You can learn more about the Network for LGBT Health Equity here.
The United States Centers for Disease Control and Prevention (CDC) awarded The Fenway Institute a $2.2 million, 5-year grant to support HIV prevention programming for gay and bisexual men. The award will allow The Fenway Institute and its partner on the project, the Multicultural AIDS Coalition, to dramatically enhance existing prevention services. Dubbed Boston Respect, the new initiative consists of a series of bundled interventions designed to help gay and bisexual men respect themselves and each other by promoting good sexual health. Gay and bisexual men are the only population in the United States with rising numbers of new HIV infections and Boston Respect works to address that by promoting HIV and STD testing and encouraging people to know their HIV status and build skills to keep themselves and their partners safe.
The CDC-funded program works closely with the already exisiting Navigation Project, which uses Peer Health Navigators to reach those at highest risk for health disparities and connect them to life-saving services.
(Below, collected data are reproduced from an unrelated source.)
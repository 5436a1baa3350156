//! Application setup and server configuration.

use std::convert::Infallible;
use std::sync::Arc;
use std::time::Duration;

use anyhow::{Context, Result};
use axum::{
    extract::{DefaultBodyLimit, Extension},
    http::{
        header::{AUTHORIZATION, CONTENT_TYPE},
        HeaderName, HeaderValue, Method, StatusCode,
    },
    middleware,
    routing::{get, patch, post},
    Router,
};
use tower_governor::{
    governor::GovernorConfigBuilder, key_extractor::SmartIpKeyExtractor, GovernorLayer,
};
use tower_http::cors::{AllowOrigin, Any, CorsLayer};
use tower_http::timeout::TimeoutLayer;
use tower_http::trace::TraceLayer;

use crate::domains::content::activities::MAX_IMAGE_BYTES;
use crate::kernel::ServerDeps;
use crate::server::middleware::{
    extract_client_ip, hash_secret, jwt_auth_middleware, API_KEY_HEADER, WORKER_SECRET_HEADER,
};
use crate::server::routes::{
    create_blog_post_handler, create_generation_handler, get_job_handler, health_handler,
    list_jobs_handler, list_photos_handler, process_queue_handler, requeue_job_handler,
    sitemap_handler, update_caption_handler,
};

/// Request bodies on the intake route: the image plus form fields
const INTAKE_BODY_LIMIT: usize = MAX_IMAGE_BYTES + 2 * 1024 * 1024;

/// Inline processing can run a full completion, so the ceiling is generous
const REQUEST_TIMEOUT: Duration = Duration::from_secs(300);

/// Shared application state
#[derive(Clone)]
pub struct AppState {
    pub deps: ServerDeps,
    /// Public site origin used for sitemap URLs
    pub site_url: Arc<str>,
    /// SHA-256 hex of the blog intake key
    pub blog_api_key_hash: Arc<str>,
    /// SHA-256 hex of the worker secret, when one is configured
    pub worker_secret_hash: Option<Arc<str>>,
}

impl AppState {
    pub fn new(
        deps: ServerDeps,
        site_url: &str,
        blog_api_key: &str,
        worker_secret: Option<&str>,
    ) -> Self {
        Self {
            deps,
            site_url: Arc::from(site_url.trim_end_matches('/')),
            blog_api_key_hash: Arc::from(hash_secret(blog_api_key)),
            worker_secret_hash: worker_secret.map(|s| Arc::from(hash_secret(s))),
        }
    }
}

fn cors_layer(allowed_origins: &[String]) -> Result<CorsLayer> {
    let origin = if allowed_origins.is_empty() {
        AllowOrigin::from(Any)
    } else {
        let origins = allowed_origins
            .iter()
            .map(|o| HeaderValue::from_str(o).with_context(|| format!("Invalid origin: {}", o)))
            .collect::<Result<Vec<_>>>()?;
        AllowOrigin::list(origins)
    };

    Ok(CorsLayer::new()
        .allow_origin(origin)
        .allow_methods([Method::GET, Method::POST, Method::PATCH, Method::OPTIONS])
        .allow_headers([
            AUTHORIZATION,
            CONTENT_TYPE,
            HeaderName::from_static(API_KEY_HEADER),
            HeaderName::from_static(WORKER_SECRET_HEADER),
        ]))
}

/// Build the Axum application router
pub fn build_app(state: AppState, allowed_origins: &[String]) -> Result<Router> {
    let jwt_service = state.deps.jwt_service.clone();

    // Intake: bursts of 10 per client, then one request every 6 seconds.
    // Keyed on X-Forwarded-For / X-Real-IP, falling back to the peer address.
    let intake_rate_limit = Arc::new(
        GovernorConfigBuilder::default()
            .key_extractor(SmartIpKeyExtractor)
            .per_second(6)
            .burst_size(10)
            .use_headers()
            .finish()
            .context("Invalid rate limit configuration")?,
    );

    let intake = Router::new().route(
        "/api/blog-posts",
        post(create_blog_post_handler)
            .layer::<_, Infallible>(DefaultBodyLimit::max(INTAKE_BODY_LIMIT))
            .layer(GovernorLayer {
                config: intake_rate_limit,
            }),
    );

    let admin = Router::new()
        .route("/api/generation", post(create_generation_handler))
        .route("/api/generation/jobs", get(list_jobs_handler))
        .route("/api/generation/jobs/:id", get(get_job_handler))
        .route("/api/generation/jobs/:id/requeue", post(requeue_job_handler))
        .route("/api/generation/process", post(process_queue_handler))
        .route("/api/photos", get(list_photos_handler))
        .route("/api/photos/:id/caption", patch(update_caption_handler));

    let app = Router::new()
        .route("/health", get(health_handler))
        .route("/sitemap.xml", get(sitemap_handler))
        .merge(admin)
        .merge(intake)
        // Middleware layers (applied in reverse order - last added runs first)
        .layer(middleware::from_fn(move |req, next| {
            jwt_auth_middleware(jwt_service.clone(), req, next)
        }))
        .layer(middleware::from_fn(extract_client_ip))
        .layer(Extension(state))
        .layer(TimeoutLayer::with_status_code(
            StatusCode::REQUEST_TIMEOUT,
            REQUEST_TIMEOUT,
        ))
        .layer(cors_layer(allowed_origins)?)
        .layer(TraceLayer::new_for_http());

    Ok(app)
}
Navigation clients include gay and bisexual men, transgender individuals, those affected by crystal methamphetamine use, and other individuals at high-risk for health disparities. Fenway’s Peer Health Navigators hold more than 2,500 individual and group client meetings annually. They meet their clients at Fenway, at other community-based organizations and out in the community and often accompany them to doctor visits or to help them access services. Ask Doctor Cox is the online component of the Navigation Project aimed at gay and bisexual men and answers more than 550 medical and behavioral health questions per year. You can learn more about this work here.
Dr. Kenneth Mayer, Medical Research Director and Co-Chair of The Fenway Institute, was appointed to the International AIDS Society’s Governing Council for 2010-2014 and attended the Governing Council Retreat in Kampala, Uganda in November 2011. Based in Geneva, Switzerland, the International AIDS Society is the world’s leading independent association of HIV professionals, working together to end the HIV epidemic, applying scientific evidence and best practice at every level of the HIV response.